=== WHAT NEEDS TO BE DONE ===
In the data below, locate each line with the word "skipped" and list it.
══ SOURCE DATA
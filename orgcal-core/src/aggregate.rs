//! Builds the agenda for a profile's approved calendars.

use std::collections::HashMap;
use std::fmt::Display;

use chrono::TimeZone;
use tracing::{debug, info};

use crate::date_range::FetchWindow;
use crate::error::OrgCalResult;
use crate::event::{CalendarMetadata, CalendarSpec, EventRecord};
use crate::org::{EventRenderer, OrgDocument};
use crate::service::CalendarService;

/// Walks the approved calendars in order, one at a time, and renders
/// their events into a single document.
pub struct CalendarAggregator<'a, S, Tz: TimeZone> {
    service: &'a S,
    renderer: EventRenderer<Tz>,
    title_filters: Vec<String>,
}

impl<'a, S, Tz> CalendarAggregator<'a, S, Tz>
where
    S: CalendarService,
    Tz: TimeZone,
    Tz::Offset: Display,
{
    pub fn new(service: &'a S, renderer: EventRenderer<Tz>, title_filters: Vec<String>) -> Self {
        CalendarAggregator {
            service,
            renderer,
            title_filters,
        }
    }

    /// Render every approved calendar that the service knows about.
    ///
    /// Calendars missing from the listing are skipped. Any service error
    /// aborts the whole run; no partial document is returned.
    pub async fn build(
        &self,
        calendars: &[CalendarSpec],
        window: &FetchWindow,
    ) -> OrgCalResult<OrgDocument> {
        let listing = self.service.list_calendars().await?;
        let known: HashMap<&str, &CalendarMetadata> =
            listing.iter().map(|c| (c.id.as_str(), c)).collect();

        let mut doc = OrgDocument::new();

        for spec in calendars {
            let Some(calendar) = known.get(spec.calendar_id.as_str()) else {
                debug!(
                    "Calendar {} ({}) not in calendar list, skipping",
                    spec.calendar_id, spec.tag
                );
                continue;
            };

            doc.push_calendar_heading(calendar, &spec.tag);

            let mut events = self.fetch_all(&calendar.id, window).await?;
            sort_events(&mut events);
            self.render_events(&spec.tag, &events, &mut doc);
        }

        Ok(doc)
    }

    /// Follow page tokens until the service runs out of pages.
    async fn fetch_all(
        &self,
        calendar_id: &str,
        window: &FetchWindow,
    ) -> OrgCalResult<Vec<EventRecord>> {
        let mut events = Vec::new();
        let mut page_token: Option<String> = None;
        let mut pages = 0;

        loop {
            let page = self
                .service
                .list_events(calendar_id, window, page_token.as_deref())
                .await?;
            pages += 1;
            events.extend(page.events);

            match page.next_page_token {
                Some(token) if !token.is_empty() => page_token = Some(token),
                _ => break,
            }
        }

        debug!(
            "Fetched {} events in {} pages from {}",
            events.len(),
            pages,
            calendar_id
        );
        Ok(events)
    }

    fn render_events(&self, tag: &str, events: &[EventRecord], doc: &mut OrgDocument) {
        let mut rendered = 0;
        let mut skipped = 0;

        for event in events {
            if self.wants(event) {
                self.renderer.render(event, doc);
                rendered += 1;
            } else {
                skipped += 1;
            }
        }

        info!("{}: rendered {} events, skipped {}", tag, rendered, skipped);
    }

    /// Whether `event` belongs in the agenda at all.
    fn wants(&self, event: &EventRecord) -> bool {
        !is_filtered(&event.summary, &self.title_filters) && self.renderer.should_render(event)
    }
}

/// The summary contains one of the title filters (case-sensitive).
pub fn is_filtered(summary: &str, filters: &[String]) -> bool {
    filters.iter().any(|f| summary.contains(f.as_str()))
}

/// Stable sort by event id, then drop repeats of the same id.
pub fn sort_events(events: &mut Vec<EventRecord>) {
    events.sort_by(|a, b| a.id.cmp(&b.id));
    events.dedup_by(|a, b| a.id == b.id);
}
//! Org timestamps for event start/end pairs.

use std::fmt::Display;

use chrono::{DateTime, NaiveDate, TimeZone, Utc};

use crate::event::EventTime;

const DATE_FORMAT: &str = "%Y-%m-%d";
const DATE_TIME_FORMAT: &str = "%Y-%m-%d %a %H:%M";
const TIME_FORMAT: &str = "%H:%M";

/// Render an event's start/end as an org timestamp or range.
///
/// - all-day: `<2025-03-20>` or `<2025-03-20>--<2025-03-22>`; the service's
///   end date is exclusive, so one day is taken off before comparing
/// - timed, same local day: `<2025-03-20 Thu 15:00-16:00>`
/// - timed, spanning days: `<2025-03-20 Thu 23:00>--<2025-03-21 Fri 01:00>`
///
/// Timed values are shown in `tz`. Values that fail to parse are rendered
/// as the zero time rather than aborting the run. A missing start renders
/// as a bare newline.
pub fn format_range<Tz>(start: Option<&EventTime>, end: Option<&EventTime>, tz: &Tz) -> String
where
    Tz: TimeZone,
    Tz::Offset: Display,
{
    match start {
        None => "\n".to_string(),
        Some(EventTime::Date(start)) => format_all_day(start, end),
        Some(EventTime::DateTime(start)) => format_timed(start, end, tz),
    }
}

fn format_all_day(start: &str, end: Option<&EventTime>) -> String {
    let start = parse_date(start);
    let start_fmt = start.format(DATE_FORMAT);

    let Some(end) = end else {
        return format!("<{start_fmt}>");
    };

    let end_date = match end {
        EventTime::Date(d) => parse_date(d),
        EventTime::DateTime(_) => zero_time().date_naive(),
    };
    let last_day = end_date.pred_opt().unwrap_or_else(|| zero_time().date_naive());

    if last_day == start {
        format!("<{start_fmt}>")
    } else {
        format!("<{start_fmt}>--<{}>", last_day.format(DATE_FORMAT))
    }
}

fn format_timed<Tz>(start: &str, end: Option<&EventTime>, tz: &Tz) -> String
where
    Tz: TimeZone,
    Tz::Offset: Display,
{
    let start = parse_date_time(start).with_timezone(tz);
    let start_fmt = start.format(DATE_TIME_FORMAT);

    let Some(end) = end else {
        return format!("<{start_fmt}>");
    };

    let end = match end {
        EventTime::DateTime(dt) => parse_date_time(dt),
        EventTime::Date(_) => zero_time(),
    }
    .with_timezone(tz);

    if end.date_naive() == start.date_naive() {
        format!("<{start_fmt}-{}>", end.format(TIME_FORMAT))
    } else {
        format!("<{start_fmt}>--<{}>", end.format(DATE_TIME_FORMAT))
    }
}

/// 0001-01-01T00:00:00Z, what unreadable timestamps degrade to.
fn zero_time() -> DateTime<Utc> {
    NaiveDate::from_ymd_opt(1, 1, 1)
        .unwrap_or(NaiveDate::MIN)
        .and_hms_opt(0, 0, 0)
        .unwrap_or_default()
        .and_utc()
}

fn parse_date(s: &str) -> NaiveDate {
    NaiveDate::parse_from_str(s, DATE_FORMAT).unwrap_or_else(|e| {
        tracing::debug!("Unreadable date {:?}: {}", s, e);
        zero_time().date_naive()
    })
}

fn parse_date_time(s: &str) -> DateTime<Utc> {
    DateTime::parse_from_rfc3339(s)
        .map(|dt| dt.with_timezone(&Utc))
        .unwrap_or_else(|e| {
            tracing::debug!("Unreadable timestamp {:?}: {}", s, e);
            zero_time()
        })
}

#[cfg(test)]
mod tests {
    use super::*;
    use chrono_tz::{Europe::Copenhagen, UTC};

    fn date(s: &str) -> EventTime {
        EventTime::Date(s.to_string())
    }

    fn date_time(s: &str) -> EventTime {
        EventTime::DateTime(s.to_string())
    }

    #[test]
    fn test_missing_start() {
        assert_eq!(format_range(None, Some(&date("2025-03-21")), &UTC), "\n");
        assert_eq!(format_range(None, None, &UTC), "\n");
    }

    #[test]
    fn test_single_all_day_event() {
        let out = format_range(Some(&date("2025-03-20")), Some(&date("2025-03-21")), &UTC);
        assert_eq!(out, "<2025-03-20>");
    }

    #[test]
    fn test_all_day_without_end() {
        let out = format_range(Some(&date("2025-03-20")), None, &UTC);
        assert_eq!(out, "<2025-03-20>");
    }

    #[test]
    fn test_multi_day_all_day_event() {
        let out = format_range(Some(&date("2025-03-20")), Some(&date("2025-03-23")), &UTC);
        assert_eq!(out, "<2025-03-20>--<2025-03-22>");
    }

    #[test]
    fn test_all_day_across_month_end() {
        let out = format_range(Some(&date("2025-02-27")), Some(&date("2025-03-01")), &UTC);
        assert_eq!(out, "<2025-02-27>--<2025-02-28>");
    }

    #[test]
    fn test_timed_same_day() {
        let out = format_range(
            Some(&date_time("2025-03-20T15:00:00Z")),
            Some(&date_time("2025-03-20T16:30:00Z")),
            &UTC,
        );
        assert_eq!(out, "<2025-03-20 Thu 15:00-16:30>");
    }

    #[test]
    fn test_timed_without_end() {
        let out = format_range(Some(&date_time("2025-03-20T15:00:00Z")), None, &UTC);
        assert_eq!(out, "<2025-03-20 Thu 15:00>");
    }

    #[test]
    fn test_timed_crossing_midnight() {
        let out = format_range(
            Some(&date_time("2025-03-20T23:00:00Z")),
            Some(&date_time("2025-03-21T01:00:00Z")),
            &UTC,
        );
        assert_eq!(out, "<2025-03-20 Thu 23:00>--<2025-03-21 Fri 01:00>");
    }

    #[test]
    fn test_timed_converted_to_display_zone() {
        // 22:30-23:30 UTC is 23:30-00:30 in Copenhagen (CET, +01:00)
        let out = format_range(
            Some(&date_time("2025-03-20T22:30:00Z")),
            Some(&date_time("2025-03-20T23:30:00Z")),
            &Copenhagen,
        );
        assert_eq!(out, "<2025-03-20 Thu 23:30>--<2025-03-21 Fri 00:30>");
    }

    #[test]
    fn test_timed_with_offset_input() {
        let out = format_range(
            Some(&date_time("2025-07-01T09:00:00+02:00")),
            Some(&date_time("2025-07-01T10:00:00+02:00")),
            &UTC,
        );
        assert_eq!(out, "<2025-07-01 Tue 07:00-08:00>");
    }

    #[test]
    fn test_same_day_of_month_in_different_months_is_a_range() {
        let out = format_range(
            Some(&date_time("2025-03-20T10:00:00Z")),
            Some(&date_time("2025-04-20T11:00:00Z")),
            &UTC,
        );
        assert_eq!(out, "<2025-03-20 Thu 10:00>--<2025-04-20 Sun 11:00>");
    }

    #[test]
    fn test_malformed_start_degrades_to_zero_time() {
        let out = format_range(Some(&date_time("not a time")), None, &UTC);
        assert_eq!(out, "<0001-01-01 Mon 00:00>");

        let out = format_range(Some(&date("20/03/2025")), None, &UTC);
        assert_eq!(out, "<0001-01-01>");
    }

    #[test]
    fn test_malformed_end_does_not_abort() {
        let out = format_range(
            Some(&date_time("2025-03-20T15:00:00Z")),
            Some(&date_time("garbage")),
            &UTC,
        );
        assert_eq!(out, "<2025-03-20 Thu 15:00>--<0001-01-01 Mon 00:00>");
    }

    #[test]
    fn test_all_day_end_at_earliest_date_does_not_abort() {
        let out = format_range(Some(&date("2025-03-20")), Some(&date("-262143-01-01")), &UTC);
        assert_eq!(out, "<2025-03-20>--<0001-01-01>");
    }
}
════
=== OUTPUT BELOW ===
    /// Calendars missing from the listing are skipped. Any service error
        let mut skipped = 0;
                skipped += 1;
        info!("{}: rendered {} events, skipped {}", tag, rendered, skipped);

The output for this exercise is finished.